Whatever it was, the Strom Wacht were confident they could stop it with their
"superior" firepower, although that was an adjective used exclusively by their officers.
Still, not a man among them was not astonished when the massive battleship appeared around the bend about two miles away, its stacks belching black smoke nonstop from engines going at top speed, its decks bristling with men, its turrets swinging nine enormous gun barrels.
Almost lost in the spectacle were the eleven gun barges following dutifully behind the battlewagon. Their crews too were at battle stations, the tank turrets turned out at 45-degrees, their MLRS tubes lowered to the most extreme firing angle.
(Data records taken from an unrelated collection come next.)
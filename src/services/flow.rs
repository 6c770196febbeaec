//! 问卷流程服务
//!
//! 问卷作答的状态机：驱动题目推进、跳过处理、完成检测与收尾。
//! 每次作答的状态转移为 `NotStarted -> InProgress(k) -> Complete -> Finalized`，
//! 其中 k 为已作答数量；查看题目是纯观察，不产生状态转移。

use async_trait::async_trait;
use chrono::{DateTime, Utc};
use serde::{Deserialize, Serialize};
use std::sync::Arc;
use tracing::{debug, info, warn};

use crate::catalog::SurveyCatalog;
use crate::error::{AppError, Result};
use crate::models::session::{Answer, SurveySession};
use crate::models::survey::Question;
use crate::storage::{CompletionMarkerStore, SessionStore};

/// 开始作答的结果
#[derive(Debug, Clone, PartialEq, Eq)]
pub enum StartOutcome {
    /// 访客此前已完成该问卷，不创建会话
    AlreadyDone,
    /// 新会话已建立，从第一题开始
    Started { first_index: usize },
}

/// 查看题目的结果
///
/// 查看是只读观察，任何分支都不改动作答记录。
#[derive(Debug, Clone, PartialEq, Eq)]
pub enum QuestionView {
    /// 全部题目已作答，应进入摘要
    Complete,
    /// 展示指定下标的题目
    Question {
        index: usize,
        total: usize,
        question: Question,
    },
    /// 请求下标超前于实际进度，带警告改道至正确题目
    Redirect { to: usize, warning: String },
}

/// 作答或跳过之后的去向
#[derive(Debug, Clone, PartialEq, Eq)]
pub enum NextStep {
    /// 前往指定下标的题目
    Question { index: usize },
    /// 前往摘要
    Summary,
}

/// 摘要条目：题目与对应作答的配对
#[derive(Debug, Clone, Serialize, Deserialize)]
pub struct SummaryEntry {
    /// 题目
    pub question: Question,
    /// 作答（含跳过标记）
    pub answer: Answer,
}

/// 收尾产出的摘要
#[derive(Debug, Clone, Serialize, Deserialize)]
pub struct SurveySummary {
    /// 问卷标识
    pub survey_id: String,
    /// 问卷标题
    pub title: String,
    /// 按题目顺序配对的条目
    pub entries: Vec<SummaryEntry>,
    /// 完成时间
    pub completed_at: DateTime<Utc>,
}

/// 可选问卷列表项
#[derive(Debug, Clone, Serialize, Deserialize)]
pub struct SurveyListing {
    /// 问卷标识
    pub survey_id: String,
    /// 问卷标题
    pub title: String,
    /// 填写说明
    pub instructions: String,
    /// 题目总数
    pub question_count: usize,
}

/// 问卷流程服务 trait
#[async_trait]
pub trait SurveyFlowService: Send + Sync {
    /// 列出访客尚未完成的问卷
    async fn list_available(&self, visitor_id: &str) -> Result<Vec<SurveyListing>>;

    /// 开始一次作答
    ///
    /// `already_done` 由调用方依据完成标记给出；为 true 时不触碰会话状态。
    async fn start_attempt(
        &self,
        visitor_id: &str,
        survey_id: &str,
        already_done: bool,
    ) -> Result<StartOutcome>;

    /// 查看指定下标的题目（只读）
    async fn show_question(
        &self,
        visitor_id: &str,
        requested_index: usize,
    ) -> Result<QuestionView>;

    /// 提交一题的作答，返回下一题下标
    async fn submit_answer(
        &self,
        visitor_id: &str,
        index: usize,
        choice: &str,
    ) -> Result<NextStep>;

    /// 跳过当前题目
    async fn skip_question(&self, visitor_id: &str) -> Result<NextStep>;

    /// 收尾：配对题目与作答、写入完成标记、产出摘要
    async fn finalize(&self, visitor_id: &str) -> Result<SurveySummary>;
}

/// 问卷流程服务实现
pub struct SurveyFlowServiceImpl {
    catalog: Arc<SurveyCatalog>,
    sessions: Arc<dyn SessionStore>,
    markers: Arc<dyn CompletionMarkerStore>,
}

impl SurveyFlowServiceImpl {
    /// 创建新的服务实例
    pub fn new(
        catalog: Arc<SurveyCatalog>,
        sessions: Arc<dyn SessionStore>,
        markers: Arc<dyn CompletionMarkerStore>,
    ) -> Self {
        Self {
            catalog,
            sessions,
            markers,
        }
    }

    /// 读取会话并解析其指向的问卷；两者缺一都按顺序错误处理
    async fn load_session(&self, visitor_id: &str) -> Result<(SurveySession, usize)> {
        let session = self
            .sessions
            .load(visitor_id)
            .await?
            .ok_or_else(|| AppError::Sequencing("没有进行中的问卷会话，请重新开始".into()))?;

        let total = self
            .catalog
            .get(&session.survey_id)
            .map(|s| s.question_count())
            .ok_or_else(|| {
                AppError::Sequencing(format!("会话指向的问卷已不存在: {}", session.survey_id))
            })?;

        Ok((session, total))
    }
}

#[async_trait]
impl SurveyFlowService for SurveyFlowServiceImpl {
    async fn list_available(&self, visitor_id: &str) -> Result<Vec<SurveyListing>> {
        let done = self.markers.completed_surveys(visitor_id).await?;

        let mut listings: Vec<SurveyListing> = self
            .catalog
            .iter()
            .filter(|(id, _)| !done.iter().any(|d| d.as_str() == *id))
            .map(|(id, survey)| SurveyListing {
                survey_id: id.to_string(),
                title: survey.title.clone(),
                instructions: survey.instructions.clone(),
                question_count: survey.question_count(),
            })
            .collect();
        listings.sort_by(|a, b| a.survey_id.cmp(&b.survey_id));

        Ok(listings)
    }

    async fn start_attempt(
        &self,
        visitor_id: &str,
        survey_id: &str,
        already_done: bool,
    ) -> Result<StartOutcome> {
        if already_done {
            debug!("Visitor {} already completed survey {}", visitor_id, survey_id);
            return Ok(StartOutcome::AlreadyDone);
        }

        if self.catalog.get(survey_id).is_none() {
            return Err(AppError::NotFound(format!("问卷不存在: {}", survey_id)));
        }

        // 整体替换旧会话：新的一次作答从空记录开始
        let session = SurveySession::new(survey_id);
        self.sessions.save(visitor_id, &session).await?;

        info!(
            "Attempt {} started: visitor={}, survey={}",
            session.attempt_id, visitor_id, survey_id
        );
        Ok(StartOutcome::Started { first_index: 0 })
    }

    async fn show_question(
        &self,
        visitor_id: &str,
        requested_index: usize,
    ) -> Result<QuestionView> {
        let (session, total) = self.load_session(visitor_id).await?;
        let answered = session.answered_count();

        // 1. 全部作答完毕 -> 摘要
        if answered == total {
            return Ok(QuestionView::Complete);
        }

        // 2. 回看已作答的题目：幂等展示，不改状态
        // 3. 下标超前于进度：警告并改道至正确题目
        if answered < requested_index {
            warn!(
                "Stale question index {} for visitor {} (progress {})",
                requested_index, visitor_id, answered
            );
            return Ok(QuestionView::Redirect {
                to: answered,
                warning: format!("Invalid question id: {}.", requested_index),
            });
        }

        // 4. requested_index <= answered < total，下标在界内
        let survey = self
            .catalog
            .get(&session.survey_id)
            .ok_or_else(|| AppError::Sequencing("会话指向的问卷已不存在".into()))?;
        let question = survey
            .question(requested_index)
            .ok_or_else(|| AppError::Internal(format!("题目下标越界: {}", requested_index)))?
            .clone();

        Ok(QuestionView::Question {
            index: requested_index,
            total,
            question,
        })
    }

    async fn submit_answer(
        &self,
        visitor_id: &str,
        index: usize,
        choice: &str,
    ) -> Result<NextStep> {
        if choice.is_empty() {
            return Err(AppError::Validation("缺少 choice 字段".into()));
        }

        let (mut session, total) = self.load_session(visitor_id).await?;

        // 守住追加不变量：已完成的会话不再接受作答
        if session.answered_count() >= total {
            return Err(AppError::Sequencing("问卷已全部作答，不能继续提交".into()));
        }

        // 提交的下标只用于计算下一题，不与实际进度核对
        session.push_answer(Answer::Choice(choice.to_string()));
        self.sessions.save(visitor_id, &session).await?;

        debug!(
            "Answer recorded: visitor={}, survey={}, progress={}/{}",
            visitor_id,
            session.survey_id,
            session.answered_count(),
            total
        );
        Ok(NextStep::Question { index: index + 1 })
    }

    async fn skip_question(&self, visitor_id: &str) -> Result<NextStep> {
        let (mut session, total) = self.load_session(visitor_id).await?;

        if session.answered_count() >= total {
            return Err(AppError::Sequencing("问卷已全部作答，不能再跳过".into()));
        }

        session.push_answer(Answer::Skipped);
        self.sessions.save(visitor_id, &session).await?;

        let next_index = session.answered_count();
        debug!(
            "Question skipped: visitor={}, survey={}, progress={}/{}",
            visitor_id, session.survey_id, next_index, total
        );

        if next_index >= total {
            Ok(NextStep::Summary)
        } else {
            Ok(NextStep::Question { index: next_index })
        }
    }

    async fn finalize(&self, visitor_id: &str) -> Result<SurveySummary> {
        let (session, total) = self.load_session(visitor_id).await?;

        if session.answered_count() != total {
            return Err(AppError::Sequencing(format!(
                "问卷尚未作答完毕: {}/{}",
                session.answered_count(),
                total
            )));
        }

        let survey = self
            .catalog
            .get(&session.survey_id)
            .ok_or_else(|| AppError::Sequencing("会话指向的问卷已不存在".into()))?;

        let entries: Vec<SummaryEntry> = survey
            .questions
            .iter()
            .cloned()
            .zip(session.answers.iter().cloned())
            .map(|(question, answer)| SummaryEntry { question, answer })
            .collect();

        // 唯一的持久副作用：写入两年有效期的完成标记
        let marker = self.markers.mark_done(visitor_id, &session.survey_id).await?;

        info!(
            "Attempt {} finalized: visitor={}, survey={}",
            session.attempt_id, visitor_id, session.survey_id
        );
        Ok(SurveySummary {
            survey_id: session.survey_id.clone(),
            title: survey.title.clone(),
            entries,
            completed_at: marker.completed_at,
        })
    }
}

/// 创建问卷流程服务
pub fn create_survey_flow_service(
    catalog: Arc<SurveyCatalog>,
    sessions: Arc<dyn SessionStore>,
    markers: Arc<dyn CompletionMarkerStore>,
) -> Box<dyn SurveyFlowService> {
    Box::new(SurveyFlowServiceImpl::new(catalog, sessions, markers))
}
It was not shaping up to be a typical, quantity-vs.-quality military engagement. It was more like "quantity-vs.-quantity." The NS troops were capable of launching almost 125 tons of ordnance at the battleship once it came into range; the ship and the gun barges could hurl nearly 95 tons back.
The NS troops had the advantage of fighting from fixed as opposed to floating positions, and they had command of terrain on both sides of the river.
The Nazi troops on the bridge were mystified then when they saw the battleship seemingly come to a dead stop about a mile and a half away. They had been prepared to stop the ship from running under the bridge, setting up such a gauntlet of weapons that the ship would be a battered hulk before it even reached the bridge. Now, by stopping dead in the water, it seemed as if the ship was committing one of the world's worst nautical errors: losing momentum.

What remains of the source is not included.